Rodriguez's other brother in the Chevy truck, Erik, had just taken over the wheel about 3 a.m. Wednesday after the original driver, a family friend, complained of fatigue during the 10-hour drive from Caracas to Apure.
"They were basically in the middle, between Caracas and Apure," Rodriguez said. "They were sitting on the side of the road for four hours until somebody stopped by and picked them up and took them to the hospital. That's when I found out and headed back to Caracas."
The original driver "wanted to stop and told my brother, 'Listen, I'm kind of tired. We need to make a stop,'" Rodriguez said. "My brother said, 'No, I'm OK. I can drive. Just give me the car. I'll take care of it from here.' And then five minutes later he fell asleep and went off the road and went downhill."
Four of the five passengers were not wearing seatbelts and were thrown from the Chevy truck when it began to flip down a slight hill, Rodriguez said. Erik, 24, was pulled out of the vehicle shortly after the accident.
"They broke the window and took him out," Rodriguez said. "And five minutes later the car exploded. It totally exploded."
Erik's injuries were limited to a broken arm, and he's resting at their grandmother's house, according to Rodriguez. Leandro, who is in critical but stable condition, faced more surgery Sunday on his hips. That procedure could not be performed earlier because Leandro, 21, was losing too much blood and needed a transfusion. Rodriguez said he could barely communicate with Leandro during his hurried visit to Caracas.
"He was all medicated," Rodriguez said. "He didn't really open his eyes. He could barely see me. I didn't like to see it and I got out of the room."
After receiving initial treatment four hours from the scene of the accident, the brothers eventually were transported to Caracas for additional medical care. It required a 10-hour drive in a pair of ambulances.
"We couldn't find a helicopter or a plane that could take them," Rodriguez said.
Rodriguez indicated he felt a duty to return to the team before Monday's season-opening matinee against the Florida Marlins, but he is shaken.
"It is traumatic," he said after working out with the Mets on Sunday at Citi Field. "You know accidents are part of life, but you never want to see one of your brothers involved in it. When you see him four or five weeks ago totally healthy, and when you go back there and see him with a bunch of IVs, in a bed all with scars and scratches, you don't feel good. It gets to the point where you realize how important your family is.

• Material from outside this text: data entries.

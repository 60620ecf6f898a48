//! CLI argument parsing with clap

use camino::Utf8PathBuf;
use clap::{Args, Parser, Subcommand};

/// Lodestone - Install and uninstall content packs
#[derive(Parser, Debug)]
#[command(name = "lodestone")]
#[command(author, version, about, long_about = None)]
#[command(propagate_version = true)]
pub struct Cli {
    /// Increase verbosity (-v, -vv)
    #[arg(short, long, action = clap::ArgAction::Count, global = true)]
    pub verbose: u8,

    /// Suppress output
    #[arg(short, long, global = true)]
    pub quiet: bool,

    /// Path to lodestone.yaml config file
    #[arg(short, long, global = true)]
    pub config: Option<Utf8PathBuf>,

    #[command(subcommand)]
    pub command: Commands,
}

#[derive(Subcommand, Debug)]
pub enum Commands {
    /// Check a content pack and show what an install would create
    Plan(PlanArgs),

    /// Install a content pack
    Install(InstallArgs),

    /// Remove everything an installation created
    Uninstall(UninstallArgs),

    /// List installation records
    Installations(InstallationsArgs),

    /// List live platform objects
    Excerpts(ExcerptsArgs),
}

/// Which pack to operate on
#[derive(Args, Debug)]
pub struct PackArgs {
    /// Pack file, or the id of a stored pack
    pub pack: String,

    /// Revision of a stored pack (defaults to the latest)
    #[arg(short, long)]
    pub revision: Option<u32>,

    /// Parameter binding, repeatable
    #[arg(short = 'p', long = "param", value_name = "NAME=VALUE")]
    pub params: Vec<String>,
}

#[derive(Args, Debug)]
pub struct PlanArgs {
    #[command(flatten)]
    pub pack: PackArgs,

    /// Output as JSON
    #[arg(long)]
    pub json: bool,
}

#[derive(Args, Debug)]
pub struct InstallArgs {
    #[command(flatten)]
    pub pack: PackArgs,

    /// Comment stored with the installation record
    #[arg(long, default_value = "")]
    pub comment: String,

    /// User recorded as the installer
    #[arg(long, env = "USER", default_value = "admin")]
    pub user: String,
}

#[derive(Args, Debug)]
pub struct UninstallArgs {
    /// Installation record id
    pub installation_id: String,

    /// Skip confirmation
    #[arg(short = 'y', long)]
    pub yes: bool,
}

#[derive(Args, Debug)]
pub struct InstallationsArgs {
    /// Only show installations of this pack
    #[arg(long)]
    pub pack: Option<String>,

    /// Output as JSON
    #[arg(long)]
    pub json: bool,
}

#[derive(Args, Debug)]
pub struct ExcerptsArgs {
    /// Output as JSON
    #[arg(long)]
    pub json: bool,
}
//! Cooperative cancellation for in-flight installs

use std::sync::atomic::{AtomicBool, Ordering};
use std::sync::Arc;

/// Shared flag checked by the installer before each entity
#[derive(Debug, Clone, Default)]
pub struct CancellationFlag(Arc<AtomicBool>);

impl CancellationFlag {
    pub fn new() -> Self {
        Self::default()
    }

    /// Request cancellation; the install unwinds at the next entity boundary
    pub fn cancel(&self) {
        self.0.store(true, Ordering::SeqCst);
    }

    pub fn is_cancelled(&self) -> bool {
        self.0.load(Ordering::SeqCst)
    }
}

"I always try not to put my personal life involved with my job. It's difficult because sometimes your mind is going to be over there and your body is here. But I've got to find a way to just wipe it out and make sure to concentrate when it's time to do my job."
Rodriguez, who left spring training Wednesday after finding out about the accident, said he "definitely" thought about remaining with his family rather than returning to the Mets.
"But I've got a big responsibility here, too," he added. "I just decided to come practice and come here. I see they're making a lot of good progress. They're the ones who pretty much told me to go over there and, 'Don't worry. We're going to be fine.'"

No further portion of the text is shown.